- **INPUT DATA**:
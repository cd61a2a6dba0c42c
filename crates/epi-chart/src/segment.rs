// SPDX-License-Identifier: MIT OR Apache-2.0

#![forbid(unsafe_code)]

use epi_metrics::{CASE_DATA_COLOR, DEATH_DATA_COLOR, Rgb, Rgba, TEST_DATA_COLOR};

/// Visual state of a contiguous index range of a series.
#[cfg_attr(feature = "serde", derive(serde::Serialize, serde::Deserialize))]
#[derive(Clone, Copy, Debug, PartialEq, Eq)]
pub enum DrawMode {
    Default,
    /// The compared span is worsening.
    Negative,
    /// The compared span is improving.
    Positive,
    /// Outside the compared span.
    Inactive,
}

/// A contiguous index range of a series tagged with a draw mode.
///
/// Boundary ownership: interior boundaries belong exclusively to the
/// adjacent active segment, so a bar at the seam of a comparison is never
/// double-colored. Inactive segments are boundary-inclusive only at the
/// series' true endpoints.
#[cfg_attr(feature = "serde", derive(serde::Serialize, serde::Deserialize))]
#[derive(Clone, Copy, Debug, PartialEq, Eq)]
pub struct ChartSegment {
    pub begin: usize,
    pub end: usize,
    pub draw_mode: DrawMode,
    chart_range: (usize, usize),
}

impl ChartSegment {
    pub fn new(begin: usize, end: usize, draw_mode: DrawMode, chart_range: (usize, usize)) -> Self {
        Self {
            begin,
            end,
            draw_mode,
            chart_range,
        }
    }

    /// Single default segment spanning a whole series.
    pub fn base_for_len(len: usize) -> Self {
        let last = len.saturating_sub(1);
        Self::new(0, last, DrawMode::Default, (0, last))
    }

    pub fn contains(&self, index: usize) -> bool {
        let on_edge = index == self.chart_range.0 || index == self.chart_range.1;
        let inclusive = self.draw_mode != DrawMode::Inactive || on_edge;
        let above_bottom = if inclusive {
            index >= self.begin
        } else {
            index > self.begin
        };
        let below_top = if inclusive {
            index <= self.end
        } else {
            index < self.end
        };
        above_bottom && below_top
    }
}

/// Draw mode for the span between two compared values. Improvement means
/// the later value is lower, unless the metric counts up as good.
pub fn draw_mode_for_comparison(first_value: f64, second_value: f64, up_is_better: bool) -> DrawMode {
    if first_value == second_value {
        return DrawMode::Default;
    }
    let mut getting_better = second_value < first_value;
    if up_is_better {
        getting_better = !getting_better;
    }
    if getting_better {
        DrawMode::Positive
    } else {
        DrawMode::Negative
    }
}

/// Partitions a series into ordered draw segments for a comparison
/// selection of zero, one, or two indices.
///
/// Out-of-range selections are a caller bug; they are clamped after a
/// debug assertion. A degenerate two-point selection on the same index
/// still produces the three-segment structure.
pub fn segments_for_selection(
    len: usize,
    selection: &[usize],
    compared_mode: DrawMode,
) -> Vec<ChartSegment> {
    if len == 0 || selection.len() < 2 {
        return vec![ChartSegment::base_for_len(len)];
    }

    let last = len - 1;
    debug_assert!(
        selection.iter().all(|index| *index <= last),
        "comparison selection out of series bounds"
    );
    let mut first = selection[0].min(last);
    let mut second = selection[1].min(last);
    if first > second {
        std::mem::swap(&mut first, &mut second);
    }

    let range = (0, last);
    vec![
        ChartSegment::new(0, first, DrawMode::Inactive, range),
        ChartSegment::new(first, second, compared_mode, range),
        ChartSegment::new(second, last, DrawMode::Inactive, range),
    ]
}

/// First segment claiming `index`, mirroring the renderer's paint order.
pub fn segment_for_index(index: usize, segments: &[ChartSegment]) -> Option<&ChartSegment> {
    let found = segments.iter().find(|segment| segment.contains(index));
    if found.is_none() {
        log::warn!("no draw segment found for index {index}");
    }
    found
}

/// Color for a segment of a series drawn in `mode`. The default mode uses
/// the metric's own base color; comparison modes use the shared
/// improving/worsening/inactive palette.
pub fn color_for_draw_mode(base: Rgb, mode: DrawMode, alpha: f64) -> Rgba {
    match mode {
        DrawMode::Default => base.with_alpha(alpha),
        DrawMode::Negative => CASE_DATA_COLOR.with_alpha(alpha),
        DrawMode::Positive => TEST_DATA_COLOR.with_alpha(alpha),
        DrawMode::Inactive => DEATH_DATA_COLOR.with_alpha(alpha * 0.4),
    }
}

#[cfg(test)]
mod tests {
    use super::{
        ChartSegment, DrawMode, color_for_draw_mode, draw_mode_for_comparison, segment_for_index,
        segments_for_selection,
    };
    use epi_metrics::Rgb;

    #[test]
    fn empty_and_single_selections_produce_one_default_segment() {
        for selection in [&[] as &[usize], &[4]] {
            let segments = segments_for_selection(10, selection, DrawMode::Default);
            assert_eq!(segments.len(), 1);
            assert_eq!(segments[0].draw_mode, DrawMode::Default);
            assert!(segments[0].contains(0));
            assert!(segments[0].contains(9));
        }
    }

    #[test]
    fn two_point_selection_produces_three_ordered_segments() {
        let segments = segments_for_selection(10, &[2, 7], DrawMode::Positive);
        assert_eq!(segments.len(), 3);
        assert_eq!(
            (segments[0].begin, segments[0].end, segments[0].draw_mode),
            (0, 2, DrawMode::Inactive)
        );
        assert_eq!(
            (segments[1].begin, segments[1].end, segments[1].draw_mode),
            (2, 7, DrawMode::Positive)
        );
        assert_eq!(
            (segments[2].begin, segments[2].end, segments[2].draw_mode),
            (7, 9, DrawMode::Inactive)
        );
    }

    #[test]
    fn selection_order_does_not_matter() {
        assert_eq!(
            segments_for_selection(10, &[7, 2], DrawMode::Negative),
            segments_for_selection(10, &[2, 7], DrawMode::Negative)
        );
    }

    #[test]
    fn interior_boundaries_belong_to_the_active_segment_only() {
        let segments = segments_for_selection(10, &[2, 7], DrawMode::Positive);

        // The leading inactive segment does not claim its seam index.
        assert!(!segments[0].contains(2));
        assert!(segments[1].contains(2));
        assert!(segments[1].contains(7));
        assert!(!segments[2].contains(7));

        // Interior membership.
        assert!(segments[0].contains(1));
        assert!(segments[1].contains(5));
        assert!(segments[2].contains(8));
    }

    #[test]
    fn inactive_segments_keep_the_series_endpoints() {
        let segments = segments_for_selection(10, &[2, 7], DrawMode::Positive);
        assert!(segments[0].contains(0));
        assert!(segments[2].contains(9));
    }

    #[test]
    fn every_index_resolves_to_exactly_one_segment_first() {
        let segments = segments_for_selection(10, &[2, 7], DrawMode::Negative);
        let owners: Vec<DrawMode> = (0..10)
            .map(|index| {
                segment_for_index(index, &segments)
                    .expect("every index should have an owner")
                    .draw_mode
            })
            .collect();
        assert_eq!(
            owners,
            [
                DrawMode::Inactive,
                DrawMode::Inactive,
                DrawMode::Negative,
                DrawMode::Negative,
                DrawMode::Negative,
                DrawMode::Negative,
                DrawMode::Negative,
                DrawMode::Negative,
                DrawMode::Inactive,
                DrawMode::Inactive,
            ]
        );
    }

    #[test]
    fn degenerate_equal_selection_still_builds_three_segments() {
        let segments = segments_for_selection(10, &[4, 4], DrawMode::Default);
        assert_eq!(segments.len(), 3);
        assert_eq!((segments[1].begin, segments[1].end), (4, 4));
        assert!(segments[1].contains(4));
        assert!(!segments[0].contains(4));
        assert!(!segments[2].contains(4));
    }

    #[test]
    fn selection_at_series_edges_keeps_endpoints_resolvable() {
        let segments = segments_for_selection(10, &[0, 9], DrawMode::Positive);
        assert_eq!(
            segment_for_index(0, &segments)
                .expect("index 0 should resolve")
                .draw_mode,
            DrawMode::Inactive
        );
        assert!(segments[1].contains(0));
        assert!(segments[1].contains(9));
    }

    #[test]
    fn comparison_direction_respects_up_is_better() {
        assert_eq!(
            draw_mode_for_comparison(100.0, 60.0, false),
            DrawMode::Positive
        );
        assert_eq!(
            draw_mode_for_comparison(100.0, 140.0, false),
            DrawMode::Negative
        );
        assert_eq!(
            draw_mode_for_comparison(100.0, 140.0, true),
            DrawMode::Positive
        );
        assert_eq!(
            draw_mode_for_comparison(100.0, 100.0, true),
            DrawMode::Default
        );
    }

    #[test]
    fn comparison_colors_come_from_the_shared_palette() {
        let base = Rgb::new(1, 2, 3);
        assert_eq!(color_for_draw_mode(base, DrawMode::Default, 1.0).rgb, base);
        assert_eq!(
            color_for_draw_mode(base, DrawMode::Negative, 1.0).rgb,
            Rgb::new(203, 25, 29)
        );
        assert_eq!(
            color_for_draw_mode(base, DrawMode::Positive, 1.0).rgb,
            Rgb::new(38, 120, 144)
        );
        let inactive = color_for_draw_mode(base, DrawMode::Inactive, 1.0);
        assert_eq!(inactive.rgb, Rgb::new(47, 42, 45));
        assert!((inactive.alpha - 0.4).abs() < 1e-12);
    }
}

- **ACTIVITY**: Taking the entries above, restate exactly those lines that fall between the line with "return DrawMode::Default;" and the line with "if len == 0", keeping both of those lines too.

- **RESPONSE AREA**:
        return DrawMode::Default;
    }
    let mut getting_better = second_value < first_value;
    if up_is_better {
        getting_better = !getting_better;
    }
    if getting_better {
        DrawMode::Positive
    } else {
        DrawMode::Negative
    }
}

/// Partitions a series into ordered draw segments for a comparison
/// selection of zero, one, or two indices.
///
/// Out-of-range selections are a caller bug; they are clamped after a
/// debug assertion. A degenerate two-point selection on the same index
/// still produces the three-segment structure.
pub fn segments_for_selection(
    len: usize,
    selection: &[usize],
    compared_mode: DrawMode,
) -> Vec<ChartSegment> {
    if len == 0 || selection.len() < 2 {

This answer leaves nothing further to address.